Not a time to panic nor freeze

As I explained in February, coronavirus is a catalyst not a cause of a much-deserved and synchronized repricing in global asset markets.  If you thought rising corporate security prices the past couple of years were justified, but that recent declines are ‘irrational’, you’ve missed the plot here.  If your financial adviser or manager is telling you this, an independent review of your present holdings (by someone not on the product sales side) is needed stat.

Tumbling yield spreads, crashing oil and freezing capital markets are a triple whammy for Canadian banks that are levered on rising defaults in highly indebted corporations and households.

As I have pointed out many times, financials are the largest sector weight in the TSX (32% of its market cap)–prices down 17% 20% since February, 6% 10% just today (not defensive). The broad market that most portfolios are designed to track must follow suit. It’s just math.

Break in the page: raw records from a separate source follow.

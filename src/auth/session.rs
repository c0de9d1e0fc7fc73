//! Opaque session tokens checked against a store.

use crate::auth::{CredentialVerifier, Identity};
use crate::error::{AuthenticationReason, GateError, Result};
use async_trait::async_trait;
use std::collections::HashMap;
use std::sync::Arc;
use std::time::{Duration, SystemTime};
use tokio::sync::RwLock;

/// Longest token accepted before the store is consulted.
const MAX_TOKEN_LEN: usize = 512;

/// A stored session: who it belongs to and when it stops being valid.
#[derive(Debug, Clone)]
pub struct SessionRecord {
    pub identity: Identity,
    pub expires_at: SystemTime,
}

impl SessionRecord {
    pub fn new(identity: Identity, ttl: Duration) -> Self {
        Self {
            identity,
            expires_at: SystemTime::now() + ttl,
        }
    }

    pub fn is_expired(&self) -> bool {
        SystemTime::now() > self.expires_at
    }
}

/// Lookup of session tokens.
///
/// Expired records are returned as-is so the verifier can tell an expired
/// session from an unknown one.
#[async_trait]
pub trait SessionStore: Send + Sync + 'static {
    async fn find_session(&self, token: &str) -> Result<Option<SessionRecord>>;
}

/// In-memory session store for development and tests.
#[derive(Clone, Default)]
pub struct InMemorySessionStore {
    sessions: Arc<RwLock<HashMap<String, SessionRecord>>>,
}

impl InMemorySessionStore {
    pub fn new() -> Self {
        Self::default()
    }

    pub async fn insert(&self, token: impl Into<String>, record: SessionRecord) {
        self.sessions.write().await.insert(token.into(), record);
    }

    pub async fn revoke(&self, token: &str) {
        self.sessions.write().await.remove(token);
    }
}

#[async_trait]
impl SessionStore for InMemorySessionStore {
    async fn find_session(&self, token: &str) -> Result<Option<SessionRecord>> {
        Ok(self.sessions.read().await.get(token).cloned())
    }
}

/// Verifies opaque session tokens against a [`SessionStore`].
pub struct SessionVerifier<S> {
    store: S,
}

impl<S: SessionStore> SessionVerifier<S> {
    pub fn new(store: S) -> Self {
        Self { store }
    }
}

#[async_trait]
impl<S: SessionStore> CredentialVerifier for SessionVerifier<S> {
    async fn verify(&self, credential: &str) -> Result<Identity> {
        let well_formed = !credential.is_empty()
            && credential.len() <= MAX_TOKEN_LEN
            && credential.chars().all(|c| c.is_ascii_graphic());
        if !well_formed {
            return Err(GateError::Authentication(AuthenticationReason::MalformedCredential));
        }

        let record = self
            .store
            .find_session(credential)
            .await?
            .ok_or(GateError::Authentication(AuthenticationReason::InvalidCredential))?;

        if record.is_expired() {
            return Err(GateError::Authentication(AuthenticationReason::ExpiredCredential));
        }

        Ok(record.identity)
    }
}
use crate::auth::{CredentialVerifier, Identity};
use crate::config::AuthConfig;
use crate::error::{AuthenticationReason, GateError, Result};
use async_trait::async_trait;
use jsonwebtoken::{Algorithm, DecodingKey, Validation, decode, errors::ErrorKind};
use serde::{Deserialize, Serialize};
use std::sync::{Arc, OnceLock};

/// Claims carried by access tokens.
#[derive(Debug, Clone, Serialize, Deserialize)]
pub struct IdentityClaims {
    pub sub: String,
    pub email: String,
    pub exp: u64,
    #[serde(default, skip_serializing_if = "Option::is_none")]
    pub iat: Option<u64>,
    #[serde(default, skip_serializing_if = "Option::is_none")]
    pub iss: Option<String>,
    #[serde(default, skip_serializing_if = "Option::is_none")]
    pub aud: Option<String>,
}

/// Verifies self-contained signed tokens (HS256 or RS256).
///
/// # Security Note
///
/// For production use, configure both issuer and audience validation
/// using [`set_issuer`](Self::set_issuer) and
/// [`set_audience`](Self::set_audience).
#[derive(Clone)]
pub struct JwtVerifier {
    decoding_key: DecodingKey,
    validation: Validation,
    issuer_configured: bool,
    audience_configured: bool,
    /// Ensures the missing-checks warning is logged once per verifier.
    warning_logged: Arc<OnceLock<()>>,
}

impl JwtVerifier {
    fn with_key(decoding_key: DecodingKey, algorithm: Algorithm) -> Self {
        let mut validation = Validation::new(algorithm);
        validation.validate_exp = true;
        validation.set_required_spec_claims(&["exp", "sub"]);

        Self {
            decoding_key,
            validation,
            issuer_configured: false,
            audience_configured: false,
            warning_logged: Arc::new(OnceLock::new()),
        }
    }

    /// Create a verifier using a shared secret (HS256).
    pub fn from_secret(secret: &[u8]) -> Self {
        Self::with_key(DecodingKey::from_secret(secret), Algorithm::HS256)
    }

    /// Create a verifier using an RSA public key in PEM format (RS256).
    pub fn from_rsa_pem(pem: &[u8]) -> Result<Self> {
        let decoding_key = DecodingKey::from_rsa_pem(pem)
            .map_err(|e| GateError::internal(format!("Invalid RSA PEM: {e}")))?;
        Ok(Self::with_key(decoding_key, Algorithm::RS256))
    }

    /// Create an HS256 verifier from the `auth` section of the config.
    pub fn from_config(config: &AuthConfig) -> Result<Self> {
        let secret = config
            .jwt_secret
            .as_deref()
            .ok_or_else(|| GateError::internal("JWT secret is not configured"))?;

        let mut verifier = Self::from_secret(secret.as_bytes());
        if let Some(issuer) = &config.issuer {
            verifier.set_issuer(issuer.clone());
        }
        if let Some(audience) = &config.audience {
            verifier.set_audience(audience.clone());
        }
        verifier.set_leeway(config.leeway_seconds);
        Ok(verifier)
    }

    pub fn set_issuer(&mut self, issuer: impl Into<String>) {
        self.validation.set_issuer(&[issuer.into()]);
        self.issuer_configured = true;
    }

    pub fn set_audience(&mut self, audience: impl Into<String>) {
        self.validation.set_audience(&[audience.into()]);
        self.audience_configured = true;
    }

    /// Clock skew tolerated on `exp` and `nbf`, in seconds.
    pub fn set_leeway(&mut self, seconds: u64) {
        self.validation.leeway = seconds;
    }

    fn warn_once_if_unchecked(&self) {
        if self.issuer_configured && self.audience_configured {
            return;
        }
        self.warning_logged.get_or_init(|| {
            tracing::warn!(
                issuer_checked = self.issuer_configured,
                audience_checked = self.audience_configured,
                "JWT verifier is missing issuer or audience validation"
            );
        });
    }

    /// Decodes and validates a token, returning its claims.
    pub fn decode_claims(&self, token: &str) -> Result<IdentityClaims> {
        self.warn_once_if_unchecked();

        decode::<IdentityClaims>(token, &self.decoding_key, &self.validation)
            .map(|data| data.claims)
            .map_err(|e| {
                let reason = classify(e.kind());
                tracing::debug!(error = %e, reason = reason.as_str(), "Token rejected");
                GateError::Authentication(reason)
            })
    }
}

fn classify(kind: &ErrorKind) -> AuthenticationReason {
    match kind {
        ErrorKind::ExpiredSignature => AuthenticationReason::ExpiredCredential,
        ErrorKind::InvalidToken
        | ErrorKind::Base64(_)
        | ErrorKind::Json(_)
        | ErrorKind::Utf8(_)
        | ErrorKind::MissingRequiredClaim(_) => AuthenticationReason::MalformedCredential,
        _ => AuthenticationReason::InvalidCredential,
    }
}

#[async_trait]
impl CredentialVerifier for JwtVerifier {
    async fn verify(&self, credential: &str) -> Result<Identity> {
        let claims = self.decode_claims(credential)?;
        if claims.sub.trim().is_empty() {
            return Err(GateError::Authentication(AuthenticationReason::InvalidCredential));
        }
        Ok(Identity::new(claims.sub, claims.email))
    }
}

#[cfg(test)]
mod tests {
    use super::*;
    use jsonwebtoken::{EncodingKey, Header, encode};

    const SECRET: &[u8] = b"my_secret_key_for_testing_123456";

    fn claims(exp_offset: i64) -> IdentityClaims {
        IdentityClaims {
            sub: "user-1".to_string(),
            email: "ada@example.com".to_string(),
            exp: (chrono::Utc::now().timestamp() + exp_offset) as u64,
            iat: None,
            iss: None,
            aud: None,
        }
    }

    fn sign(claims: &IdentityClaims, algorithm: Algorithm, secret: &[u8]) -> String {
        encode(&Header::new(algorithm), claims, &EncodingKey::from_secret(secret)).unwrap()
    }

    fn reason(result: Result<Identity>) -> AuthenticationReason {
        match result {
            Err(GateError::Authentication(reason)) => reason,
            other => panic!("expected authentication error, got {other:?}"),
        }
    }

    #[tokio::test]
    async fn test_valid_token_yields_identity() {
        let verifier = JwtVerifier::from_secret(SECRET);
        let token = sign(&claims(3600), Algorithm::HS256, SECRET);

        let identity = verifier.verify(&token).await.unwrap();
        assert_eq!(identity.id(), "user-1");
        assert_eq!(identity.email(), "ada@example.com");
    }

    #[tokio::test]
    async fn test_expired_token() {
        let verifier = JwtVerifier::from_secret(SECRET);
        let token = sign(&claims(-3600), Algorithm::HS256, SECRET);
        assert_eq!(reason(verifier.verify(&token).await), AuthenticationReason::ExpiredCredential);
    }

    #[tokio::test]
    async fn test_leeway_accepts_recently_expired_token() {
        let mut verifier = JwtVerifier::from_secret(SECRET);
        verifier.set_leeway(120);
        let token = sign(&claims(-30), Algorithm::HS256, SECRET);
        assert!(verifier.verify(&token).await.is_ok());
    }

    #[tokio::test]
    async fn test_garbage_is_malformed() {
        let verifier = JwtVerifier::from_secret(SECRET);
        assert_eq!(
            reason(verifier.verify("not-a-jwt").await),
            AuthenticationReason::MalformedCredential
        );
    }

    #[tokio::test]
    async fn test_wrong_key_is_invalid() {
        let verifier = JwtVerifier::from_secret(SECRET);
        let token = sign(&claims(3600), Algorithm::HS256, b"another_secret_key_entirely_9999");
        assert_eq!(reason(verifier.verify(&token).await), AuthenticationReason::InvalidCredential);
    }

    #[tokio::test]
    async fn test_algorithm_confusion_rejected() {
        let verifier = JwtVerifier::from_secret(SECRET);
        let token = sign(&claims(3600), Algorithm::HS384, SECRET);
        assert_eq!(reason(verifier.verify(&token).await), AuthenticationReason::InvalidCredential);
    }

    #[tokio::test]
    async fn test_none_algorithm_rejected() {
        let verifier = JwtVerifier::from_secret(SECRET);

        // {"alg":"none","typ":"JWT"} . {"sub":"user123","exp":9999999999}
        let none_token = "eyJhbGciOiJub25lIiwidHlwIjoiSldUIn0.eyJzdWIiOiJ1c2VyMTIzIiwiZXhwIjo5OTk5OTk5OTk5fQ.";
        assert!(verifier.verify(none_token).await.is_err());
    }

    #[tokio::test]
    async fn test_issuer_and_audience_checked() {
        let mut verifier = JwtVerifier::from_secret(SECRET);
        verifier.set_issuer("ledgergate");
        verifier.set_audience("finance-api");

        let mut good = claims(3600);
        good.iss = Some("ledgergate".to_string());
        good.aud = Some("finance-api".to_string());
        assert!(verifier.verify(&sign(&good, Algorithm::HS256, SECRET)).await.is_ok());

        let mut foreign = good.clone();
        foreign.iss = Some("someone-else".to_string());
        assert_eq!(
            reason(verifier.verify(&sign(&foreign, Algorithm::HS256, SECRET)).await),
            AuthenticationReason::InvalidCredential
        );
    }

    #[tokio::test]
    async fn test_from_config_requires_secret() {
        let config = AuthConfig::default();
        assert!(matches!(JwtVerifier::from_config(&config), Err(GateError::Internal(_))));
    }
}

To repeat, dividend-paying stocks (XDV index down 6% 10% just today), preferred shares (-6% -8% today), REITs (-4% -6% today) and corporate bonds (losing, as well), along with the hundreds of mutual funds, ETFs and managers that hold them at every price, are a massive capital risk widely held in Canadian portfolios.

Now is not a time to panic nor freeze.  Sober financial review and risk-management are critical to surviving and thriving through full market cycles. (See:  It’s time to put mindfulness back in financial planning).  It’s not too late to be proactive in your fate.